The very same day the First District issued Daniel, the court also decided Wanless v. State, 271 So. 3d 1219 (Fla. 1st DCA 2019), a case about expert testimony and consecutive sentences. The First District wrestled with “whether consecutive mandatory-minimum sentences can stand when there are multiple victims but only a single gunshot.”[26] Over the course of several paragraphs — and guided by Walker v. State, 186 So. 3d 989 (Fla. 2016) — the First District outlined its precedent on the issue.[27] The court ultimately decided that “one gunshot is enough.”[28] The court noted that the Supreme Court had not provided an explicit answer to the question.[29] Accordingly, it held, “We are of course bound to follow our own decisions unless and until an intervening decision from the Supreme Court, the U.S. Supreme Court, or this court sitting en banc compels otherwise.”[30] Thus, on the same day, two panels of the First District made conflicting pronouncements about whether “older is better” or “later is greater.”
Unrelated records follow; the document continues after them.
//! Initial Program Load (IPL) table
//!
//! The table is filled once while the firmware initialises, installed, and
//! from then on only read. Boot priorities are packed into a 32-bit word,
//! one nibble per priority with priority 0 in the least significant nibble.
//! A nibble holds a 1-based table index; 0 means nothing is configured at
//! that priority.

use core::fmt;

use arrayvec::ArrayVec;
use spin::Once;

use crate::boot_stage::boot_config::{BootConfig, CONFIG_CDROM_BOOT};

/// Fixed capacity of the IPL table
pub const IPL_TABLE_ENTRIES: usize = 8;

/// Number of priority nibbles in a boot order word
pub const BOOT_ORDER_SLOTS: u16 = 8;

/// Significant bytes of a BEV product string
pub const DESCRIPTION_LEN: usize = 32;

pub const IPL_TYPE_FLOPPY: u16 = 0x01;
pub const IPL_TYPE_HARDDISK: u16 = 0x02;
pub const IPL_TYPE_CDROM: u16 = 0x03;
pub const IPL_TYPE_BEV: u16 = 0x80;

/// Device class of an IPL entry
#[derive(Debug, Clone, Copy, PartialEq, Eq)]
pub enum IplType {
    Floppy,
    HardDisk,
    CdRom,
    /// Expansion ROM Bootstrap Entry Vector
    Bev,
}

impl IplType {
    pub fn from_raw(raw: u16) -> Option<Self> {
        match raw {
            IPL_TYPE_FLOPPY => Some(Self::Floppy),
            IPL_TYPE_HARDDISK => Some(Self::HardDisk),
            IPL_TYPE_CDROM => Some(Self::CdRom),
            IPL_TYPE_BEV => Some(Self::Bev),
            _ => None,
        }
    }

    pub fn raw(self) -> u16 {
        match self {
            Self::Floppy => IPL_TYPE_FLOPPY,
            Self::HardDisk => IPL_TYPE_HARDDISK,
            Self::CdRom => IPL_TYPE_CDROM,
            Self::Bev => IPL_TYPE_BEV,
        }
    }
}

/// One configured boot target
#[derive(Debug, Clone, Copy, PartialEq, Eq)]
pub struct IplEntry {
    /// Raw device class; see [`IplType::from_raw`]
    pub kind: u16,
    /// Owned by the disk layer, carried through untouched
    pub flags: u16,
    /// BEV entry point, segment in the high word
    pub vector: u32,
    /// Product string of an expansion ROM
    pub description: Option<&'static [u8]>,
}

impl IplEntry {
    pub const fn new(kind: u16) -> Self {
        Self {
            kind,
            flags: 0,
            vector: 0,
            description: None,
        }
    }

    pub const fn floppy() -> Self {
        Self::new(IPL_TYPE_FLOPPY)
    }

    pub const fn hard_disk() -> Self {
        Self::new(IPL_TYPE_HARDDISK)
    }

    pub const fn cdrom() -> Self {
        Self::new(IPL_TYPE_CDROM)
    }

    pub const fn bev(vector: u32, description: Option<&'static [u8]>) -> Self {
        Self {
            kind: IPL_TYPE_BEV,
            flags: 0,
            vector,
            description,
        }
    }

    pub fn ipl_type(&self) -> Option<IplType> {
        IplType::from_raw(self.kind)
    }
}

/// Packed boot priorities
#[derive(Debug, Clone, Copy, PartialEq, Eq, Default)]
pub struct BootOrder(u32);

impl BootOrder {
    pub const fn new(raw: u32) -> Self {
        Self(raw)
    }

    /// Build from 1-based table indices, highest priority first
    pub fn from_slots(slots: &[u8]) -> Self {
        let raw = slots
            .iter()
            .take(BOOT_ORDER_SLOTS as usize)
            .enumerate()
            .fold(0u32, |acc, (priority, &slot)| {
                acc | (((slot & 0xF) as u32) << (4 * priority))
            });
        Self(raw)
    }

    pub const fn raw(self) -> u32 {
        self.0
    }

    /// Nibble at `priority`; 0 past the last slot
    pub fn slot(self, priority: u16) -> u8 {
        if priority >= BOOT_ORDER_SLOTS {
            return 0;
        }
        ((self.0 >> (4 * priority as u32)) & 0xF) as u8
    }
}

/// Why a priority did not resolve to an entry
#[derive(Debug, Clone, Copy, PartialEq, Eq)]
pub enum LookupError {
    /// Priority 0 is empty: nothing is configured at all
    NoBootableDevice,
    /// Priority past the last nibble of the boot order
    Exhausted(u16),
    /// Nothing configured at this (non-zero) priority
    EmptySlot(u16),
    /// Nibble points past the end of the table (0-based index)
    InvalidSlot(usize),
}

impl LookupError {
    /// Fatal lookups end the boot sequence; the others skip one priority
    pub fn is_fatal(&self) -> bool {
        matches!(self, Self::NoBootableDevice | Self::Exhausted(_))
    }
}

/// Returned when the table has no room left
#[derive(Debug, Clone, Copy, PartialEq, Eq)]
pub struct TableFull;

impl fmt::Display for TableFull {
    fn fmt(&self, f: &mut fmt::Formatter<'_>) -> fmt::Result {
        write!(f, "IPL table full ({} entries)", IPL_TABLE_ENTRIES)
    }
}

/// Boot device catalogue and priority order
#[derive(Debug, Clone)]
pub struct IplTable {
    entries: ArrayVec<IplEntry, IPL_TABLE_ENTRIES>,
    bootorder: BootOrder,
    checkfloppysig: bool,
}

impl IplTable {
    pub fn new(bootorder: BootOrder, checkfloppysig: bool) -> Self {
        Self {
            entries: ArrayVec::new(),
            bootorder,
            checkfloppysig,
        }
    }

    pub fn from_config(config: &BootConfig) -> Self {
        Self::new(config.boot_order, config.check_floppy_sig)
    }

    /// Table seeded with the built-in floppy, hard disk and CD-ROM entries
    pub fn with_defaults(config: &BootConfig) -> Self {
        let mut table = Self::from_config(config);
        table.entries.push(IplEntry::floppy());
        table.entries.push(IplEntry::hard_disk());
        if CONFIG_CDROM_BOOT {
            table.entries.push(IplEntry::cdrom());
        }
        table
    }

    /// Append an entry, returning its 0-based index
    pub fn add(&mut self, entry: IplEntry) -> Result<usize, TableFull> {
        match self.entries.try_push(entry) {
            Ok(()) => Ok(self.entries.len() - 1),
            Err(_) => {
                log::warn!("IPL table full, dropping entry of type {:#x}", entry.kind);
                Err(TableFull)
            }
        }
    }

    /// Register an expansion ROM Bootstrap Entry Vector
    pub fn add_bev(
        &mut self,
        vector: u32,
        description: Option<&'static [u8]>,
    ) -> Result<usize, TableFull> {
        log::debug!("Registering BEV at {:#010x}", vector);
        self.add(IplEntry::bev(vector, description))
    }

    pub fn count(&self) -> usize {
        self.entries.len()
    }

    pub fn entry(&self, index: usize) -> Option<&IplEntry> {
        self.entries.get(index)
    }

    pub fn boot_order(&self) -> BootOrder {
        self.bootorder
    }

    pub fn check_floppy_sig(&self) -> bool {
        self.checkfloppysig
    }

    /// Resolve the entry configured at `priority`
    pub fn entry_at(&self, priority: u16) -> Result<&IplEntry, LookupError> {
        if priority >= BOOT_ORDER_SLOTS {
            return Err(LookupError::Exhausted(priority));
        }

        let slot = self.bootorder.slot(priority);
        if slot == 0 {
            return Err(if priority == 0 {
                LookupError::NoBootableDevice
            } else {
                LookupError::EmptySlot(priority)
            });
        }

        let index = (slot - 1) as usize;
        self.entries
            .get(index)
            .ok_or(LookupError::InvalidSlot(index))
    }
}

static IPL: Once<IplTable> = Once::new();

/// Publish the table for the rest of the firmware's lifetime
pub fn install_ipl_table(table: IplTable) -> &'static IplTable {
    if IPL.is_completed() {
        log::warn!("IPL table already installed, keeping the first one");
    }
    IPL.call_once(|| table)
}

pub fn ipl_table() -> Option<&'static IplTable> {
    IPL.get()
}

#[cfg(test)]
mod tests {
    use super::*;
    use proptest::prelude::*;

    fn table_of(count: usize, order: BootOrder) -> IplTable {
        let mut table = IplTable::new(order, true);
        for i in 0..count {
            table.add(IplEntry::bev(0xC800_0000 | i as u32, None)).unwrap();
        }
        table
    }

    #[test]
    fn test_type_codes() {
        assert_eq!(IplType::from_raw(1), Some(IplType::Floppy));
        assert_eq!(IplType::from_raw(2), Some(IplType::HardDisk));
        assert_eq!(IplType::from_raw(3), Some(IplType::CdRom));
        assert_eq!(IplType::from_raw(0x80), Some(IplType::Bev));
        assert_eq!(IplType::from_raw(0), None);
        assert_eq!(IplType::from_raw(4), None);
        assert_eq!(IplType::Bev.raw(), 0x80);
    }

    #[test]
    fn test_boot_order_slots() {
        let order = BootOrder::from_slots(&[2, 1, 3]);
        assert_eq!(order.raw(), 0x312);
        assert_eq!(order.slot(0), 2);
        assert_eq!(order.slot(1), 1);
        assert_eq!(order.slot(2), 3);
        assert_eq!(order.slot(7), 0);
        assert_eq!(order.slot(8), 0);
        assert_eq!(BootOrder::new(0xF000_0000).slot(7), 0xF);
    }

    #[test]
    fn test_empty_first_priority_is_fatal() {
        let table = table_of(2, BootOrder::new(0x10));
        assert_eq!(table.entry_at(0), Err(LookupError::NoBootableDevice));
        assert!(LookupError::NoBootableDevice.is_fatal());
    }

    #[test]
    fn test_empty_later_priority_is_skipped() {
        let table = table_of(2, BootOrder::new(0x201));
        assert!(table.entry_at(0).is_ok());
        assert_eq!(table.entry_at(1), Err(LookupError::EmptySlot(1)));
        assert!(!LookupError::EmptySlot(1).is_fatal());
        assert_eq!(table.entry_at(2).unwrap().vector, 0xC800_0001);
    }

    #[test]
    fn test_out_of_range_index() {
        let table = table_of(2, BootOrder::new(0x3));
        assert_eq!(table.entry_at(0), Err(LookupError::InvalidSlot(2)));
        assert!(!LookupError::InvalidSlot(2).is_fatal());
    }

    #[test]
    fn test_priority_past_last_slot() {
        let table = table_of(1, BootOrder::new(0x1111_1111));
        assert!(table.entry_at(7).is_ok());
        assert_eq!(table.entry_at(8), Err(LookupError::Exhausted(8)));
        assert!(LookupError::Exhausted(8).is_fatal());
    }

    #[test]
    fn test_capacity() {
        let mut table = table_of(IPL_TABLE_ENTRIES, BootOrder::new(1));
        assert_eq!(table.count(), IPL_TABLE_ENTRIES);
        assert_eq!(table.add_bev(0xD000_0000, None), Err(TableFull));
        assert_eq!(table.count(), IPL_TABLE_ENTRIES);
    }

    #[test]
    fn test_defaults() {
        let config = BootConfig::from_cmos(0x30, 0x21);
        let mut table = IplTable::with_defaults(&config);
        assert_eq!(table.entry(0), Some(&IplEntry::floppy()));
        assert_eq!(table.entry(1), Some(&IplEntry::hard_disk()));
        assert!(table.check_floppy_sig());
        assert_eq!(table.boot_order().raw(), 0x321);

        let index = table.add_bev(0xC800_0003, Some(&b"iPXE"[..])).unwrap();
        assert_eq!(table.entry(index).unwrap().ipl_type(), Some(IplType::Bev));
        if CONFIG_CDROM_BOOT {
            assert_eq!(index, 3);
            assert_eq!(table.entry(2), Some(&IplEntry::cdrom()));
        } else {
            assert_eq!(index, 2);
        }
    }

    #[test]
    fn test_install_is_first_wins() {
        let first = install_ipl_table(table_of(1, BootOrder::new(1)));
        let second = install_ipl_table(table_of(3, BootOrder::new(1)));
        assert_eq!(first.count(), 1);
        assert_eq!(second.count(), 1);
        assert_eq!(ipl_table().map(IplTable::count), Some(1));
    }

    proptest! {
        #[test]
        fn nibble_resolves_to_index_minus_one(
            count in 1usize..=IPL_TABLE_ENTRIES,
            nibble in 1u8..=15,
            priority in 0u16..BOOT_ORDER_SLOTS,
        ) {
            let order = BootOrder::new((nibble as u32) << (4 * priority as u32));
            let table = table_of(count, order);
            let resolved = table.entry_at(priority);
            if (nibble as usize) <= count {
                let entry = resolved.unwrap();
                prop_assert_eq!(entry.vector, 0xC800_0000 | (nibble as u32 - 1));
            } else {
                prop_assert_eq!(resolved, Err(LookupError::InvalidSlot(nibble as usize - 1)));
            }
        }

        #[test]
        fn zero_nibble_is_fatal_only_at_priority_zero(priority in 0u16..BOOT_ORDER_SLOTS) {
            let table = table_of(1, BootOrder::new(0));
            let resolved = table.entry_at(priority);
            if priority == 0 {
                prop_assert_eq!(resolved, Err(LookupError::NoBootableDevice));
            } else {
                prop_assert_eq!(resolved, Err(LookupError::EmptySlot(priority)));
            }
        }
    }
}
There is similar inconsistency in the Second District. Wood v. Fraser, 677 So. 2d 15 (Fla. 2d DCA 1996), involved the statute of repose in a medical malpractice case. In the trial court, the doctor argued that a 1995 decision, Arango v. Orr, 656 So. 2d 248 (Fla. 2d DCA 1995), overruled a 1991 decision, Moore v. Winter Haven Hospital, 579 So. 2d 188 (Fla. 2d DCA 1991). The trial court agreed and granted the doctor’s motion for summary judgment.
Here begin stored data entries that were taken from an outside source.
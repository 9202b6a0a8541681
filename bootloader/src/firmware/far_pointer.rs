//! Real mode far pointers
//!
//! A far pointer addresses `segment * 16 + offset`. Many pairs name the same
//! byte; the canonical form keeps the segment on a 64 KiB boundary so code
//! entered through it sees a full segment above the entry point.

use core::fmt;

/// Top of the real mode address space (exclusive)
pub const REAL_MODE_LIMIT: u32 = 0x10_0000;

/// Segment:offset address pair
#[derive(Debug, Clone, Copy, PartialEq, Eq, Hash)]
pub struct FarPtr {
    pub segment: u16,
    pub offset: u16,
}

impl FarPtr {
    pub const fn new(segment: u16, offset: u16) -> Self {
        Self { segment, offset }
    }

    /// Split a 32-bit vector: high word is the segment, low word the offset
    pub const fn from_vector(vector: u32) -> Self {
        Self {
            segment: (vector >> 16) as u16,
            offset: (vector & 0xFFFF) as u16,
        }
    }

    /// Pack back into the 32-bit vector layout
    pub const fn to_vector(self) -> u32 {
        ((self.segment as u32) << 16) | self.offset as u32
    }

    /// Linear address, without A20 wrap-around
    pub const fn linear(self) -> u32 {
        ((self.segment as u32) << 4) + self.offset as u32
    }

    /// Re-express the same byte with the segment masked to `0xF000`
    ///
    /// For a pointer with offset 0 this is `offset = (segment & 0x0FFF) << 4`,
    /// `segment &= 0xF000`. Pointers past the 1 MiB boundary have no
    /// canonical form and are returned unchanged.
    pub const fn canonicalize(self) -> Self {
        let linear = self.linear();
        if linear >= REAL_MODE_LIMIT {
            return self;
        }
        Self {
            segment: ((linear >> 4) & 0xF000) as u16,
            offset: (linear & 0xFFFF) as u16,
        }
    }

    pub const fn is_canonical(self) -> bool {
        self.segment & 0x0FFF == 0
    }
}

impl fmt::Display for FarPtr {
    fn fmt(&self, f: &mut fmt::Formatter<'_>) -> fmt::Result {
        write!(f, "{:04x}:{:04x}", self.segment, self.offset)
    }
}
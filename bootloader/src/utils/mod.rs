//! Utility Library - collaborator traits

pub mod boot_traits;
The Second District reversed, holding that “the trial court failed to adhere to a previous decision of this court involving the same point of law.”[31] Specifically, the court wrote, “[B]ecause Arango was the opinion of a three-judge panel, that panel, consistent with the long-standing policy of this court, would not have receded from Moore, even if it were inclined to do so, without first seeking en banc consideration from the full court pursuant to Florida Rule of Appellate Procedure 9.331.”[32] For nearly two decades, the Second District utilized the “older is better” approach. Then came Collins v. State, 893 So. 2d 592 (Fla. 2d DCA 2004), approved in part and quashed in part on other grounds, 985 So. 2d 985 (Fla. 2008), and a return of Little.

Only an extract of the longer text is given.